[Dataset entries]
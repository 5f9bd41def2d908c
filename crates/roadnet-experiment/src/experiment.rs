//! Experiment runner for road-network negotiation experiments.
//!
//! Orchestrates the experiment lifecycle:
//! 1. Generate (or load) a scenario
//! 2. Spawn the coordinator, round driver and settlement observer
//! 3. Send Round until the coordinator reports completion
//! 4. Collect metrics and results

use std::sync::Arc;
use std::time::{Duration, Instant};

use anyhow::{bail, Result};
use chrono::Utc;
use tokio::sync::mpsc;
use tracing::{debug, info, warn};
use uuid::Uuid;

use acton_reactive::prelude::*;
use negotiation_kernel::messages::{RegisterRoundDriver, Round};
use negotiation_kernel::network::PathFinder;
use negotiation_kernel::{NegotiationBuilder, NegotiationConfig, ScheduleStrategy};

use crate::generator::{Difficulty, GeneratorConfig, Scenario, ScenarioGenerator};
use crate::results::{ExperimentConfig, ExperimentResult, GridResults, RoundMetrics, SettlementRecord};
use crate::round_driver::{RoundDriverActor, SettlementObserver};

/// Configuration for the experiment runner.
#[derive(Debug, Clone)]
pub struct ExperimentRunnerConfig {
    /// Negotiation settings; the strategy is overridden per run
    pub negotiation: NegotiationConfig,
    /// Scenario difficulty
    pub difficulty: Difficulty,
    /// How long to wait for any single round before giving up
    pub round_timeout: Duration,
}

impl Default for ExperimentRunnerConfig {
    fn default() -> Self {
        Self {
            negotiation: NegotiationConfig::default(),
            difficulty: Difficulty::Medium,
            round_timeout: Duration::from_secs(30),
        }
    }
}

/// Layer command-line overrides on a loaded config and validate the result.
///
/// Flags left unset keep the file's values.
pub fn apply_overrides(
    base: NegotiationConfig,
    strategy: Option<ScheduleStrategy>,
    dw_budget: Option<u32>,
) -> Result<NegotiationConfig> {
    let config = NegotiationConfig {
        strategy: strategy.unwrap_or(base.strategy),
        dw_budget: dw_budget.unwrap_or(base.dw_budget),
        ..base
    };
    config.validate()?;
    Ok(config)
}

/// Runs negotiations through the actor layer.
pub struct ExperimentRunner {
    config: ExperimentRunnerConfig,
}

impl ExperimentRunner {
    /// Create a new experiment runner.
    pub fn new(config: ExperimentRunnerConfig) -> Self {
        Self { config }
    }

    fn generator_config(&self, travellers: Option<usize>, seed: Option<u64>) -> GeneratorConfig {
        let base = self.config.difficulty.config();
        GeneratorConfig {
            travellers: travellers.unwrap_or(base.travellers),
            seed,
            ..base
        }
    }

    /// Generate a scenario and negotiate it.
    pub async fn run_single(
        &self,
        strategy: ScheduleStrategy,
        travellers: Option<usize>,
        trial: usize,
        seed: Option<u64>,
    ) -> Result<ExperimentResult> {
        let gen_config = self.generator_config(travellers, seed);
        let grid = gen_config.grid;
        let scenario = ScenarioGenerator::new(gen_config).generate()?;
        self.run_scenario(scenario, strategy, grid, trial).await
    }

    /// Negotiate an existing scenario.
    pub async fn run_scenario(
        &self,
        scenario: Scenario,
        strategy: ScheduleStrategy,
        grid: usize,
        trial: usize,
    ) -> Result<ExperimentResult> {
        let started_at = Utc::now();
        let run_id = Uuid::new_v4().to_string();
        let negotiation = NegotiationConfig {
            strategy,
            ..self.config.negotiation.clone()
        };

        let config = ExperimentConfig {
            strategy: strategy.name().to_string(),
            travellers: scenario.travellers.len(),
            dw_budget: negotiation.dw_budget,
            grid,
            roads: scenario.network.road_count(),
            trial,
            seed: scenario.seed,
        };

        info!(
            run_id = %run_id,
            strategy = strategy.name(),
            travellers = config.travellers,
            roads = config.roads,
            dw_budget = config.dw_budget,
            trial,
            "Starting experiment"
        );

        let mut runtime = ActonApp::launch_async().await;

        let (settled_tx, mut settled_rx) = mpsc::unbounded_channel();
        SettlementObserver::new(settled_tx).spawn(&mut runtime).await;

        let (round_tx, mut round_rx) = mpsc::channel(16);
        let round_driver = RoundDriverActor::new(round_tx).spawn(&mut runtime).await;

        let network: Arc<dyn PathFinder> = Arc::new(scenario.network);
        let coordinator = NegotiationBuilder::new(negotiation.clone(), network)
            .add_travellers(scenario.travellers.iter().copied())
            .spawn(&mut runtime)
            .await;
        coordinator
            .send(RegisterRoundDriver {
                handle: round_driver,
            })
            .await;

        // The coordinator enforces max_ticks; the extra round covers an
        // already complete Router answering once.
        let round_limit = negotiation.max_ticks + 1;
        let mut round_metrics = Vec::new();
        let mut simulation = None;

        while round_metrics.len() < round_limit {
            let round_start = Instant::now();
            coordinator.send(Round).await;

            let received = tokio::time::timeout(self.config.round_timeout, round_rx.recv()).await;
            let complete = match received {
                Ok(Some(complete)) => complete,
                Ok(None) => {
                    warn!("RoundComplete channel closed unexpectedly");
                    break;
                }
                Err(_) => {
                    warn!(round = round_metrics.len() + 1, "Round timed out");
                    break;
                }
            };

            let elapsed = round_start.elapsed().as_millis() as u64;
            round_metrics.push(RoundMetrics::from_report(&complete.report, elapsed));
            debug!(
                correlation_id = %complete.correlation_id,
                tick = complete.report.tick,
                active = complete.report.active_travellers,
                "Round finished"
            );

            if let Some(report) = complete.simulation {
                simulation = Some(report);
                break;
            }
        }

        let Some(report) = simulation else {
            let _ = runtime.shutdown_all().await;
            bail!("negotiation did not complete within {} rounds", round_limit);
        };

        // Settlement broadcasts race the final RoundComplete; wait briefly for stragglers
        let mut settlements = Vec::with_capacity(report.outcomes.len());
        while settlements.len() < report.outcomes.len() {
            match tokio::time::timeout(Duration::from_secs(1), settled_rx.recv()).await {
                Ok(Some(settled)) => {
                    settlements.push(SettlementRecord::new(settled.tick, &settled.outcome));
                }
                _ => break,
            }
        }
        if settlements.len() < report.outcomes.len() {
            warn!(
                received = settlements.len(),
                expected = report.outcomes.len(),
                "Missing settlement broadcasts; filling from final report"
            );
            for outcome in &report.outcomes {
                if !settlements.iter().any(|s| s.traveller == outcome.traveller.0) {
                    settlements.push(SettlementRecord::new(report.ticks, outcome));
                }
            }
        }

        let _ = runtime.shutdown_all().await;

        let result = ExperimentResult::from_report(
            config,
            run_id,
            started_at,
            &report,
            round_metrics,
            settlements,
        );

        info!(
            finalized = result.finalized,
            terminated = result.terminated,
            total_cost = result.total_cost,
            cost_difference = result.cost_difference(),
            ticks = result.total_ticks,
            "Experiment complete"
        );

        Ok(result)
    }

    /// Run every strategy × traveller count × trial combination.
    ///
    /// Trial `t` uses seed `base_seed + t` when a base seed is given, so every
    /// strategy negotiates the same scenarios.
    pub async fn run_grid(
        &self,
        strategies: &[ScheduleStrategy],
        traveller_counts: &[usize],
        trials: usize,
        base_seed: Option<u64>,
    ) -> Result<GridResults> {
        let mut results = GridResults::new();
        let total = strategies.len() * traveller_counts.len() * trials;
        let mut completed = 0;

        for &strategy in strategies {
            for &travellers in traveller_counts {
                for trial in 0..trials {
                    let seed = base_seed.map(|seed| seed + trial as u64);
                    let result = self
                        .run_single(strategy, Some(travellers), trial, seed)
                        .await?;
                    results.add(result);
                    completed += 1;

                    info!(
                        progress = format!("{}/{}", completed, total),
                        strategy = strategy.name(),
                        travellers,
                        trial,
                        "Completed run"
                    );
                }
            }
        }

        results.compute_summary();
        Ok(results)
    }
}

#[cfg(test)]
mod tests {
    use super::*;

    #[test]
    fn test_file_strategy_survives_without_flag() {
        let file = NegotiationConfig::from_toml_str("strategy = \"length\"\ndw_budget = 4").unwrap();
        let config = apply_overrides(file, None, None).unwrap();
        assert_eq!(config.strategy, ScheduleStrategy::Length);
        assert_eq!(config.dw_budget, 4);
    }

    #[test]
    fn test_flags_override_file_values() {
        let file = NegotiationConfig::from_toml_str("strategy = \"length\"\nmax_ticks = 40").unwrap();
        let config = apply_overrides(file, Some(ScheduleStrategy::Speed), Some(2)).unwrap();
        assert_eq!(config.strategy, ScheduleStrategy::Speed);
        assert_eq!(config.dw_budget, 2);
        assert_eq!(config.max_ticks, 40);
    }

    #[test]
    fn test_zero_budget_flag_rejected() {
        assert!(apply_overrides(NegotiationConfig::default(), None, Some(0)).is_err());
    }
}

• [Goal of the exercise] Return only the number of lines in the entries that contain the string "struct".

• [Task response] 2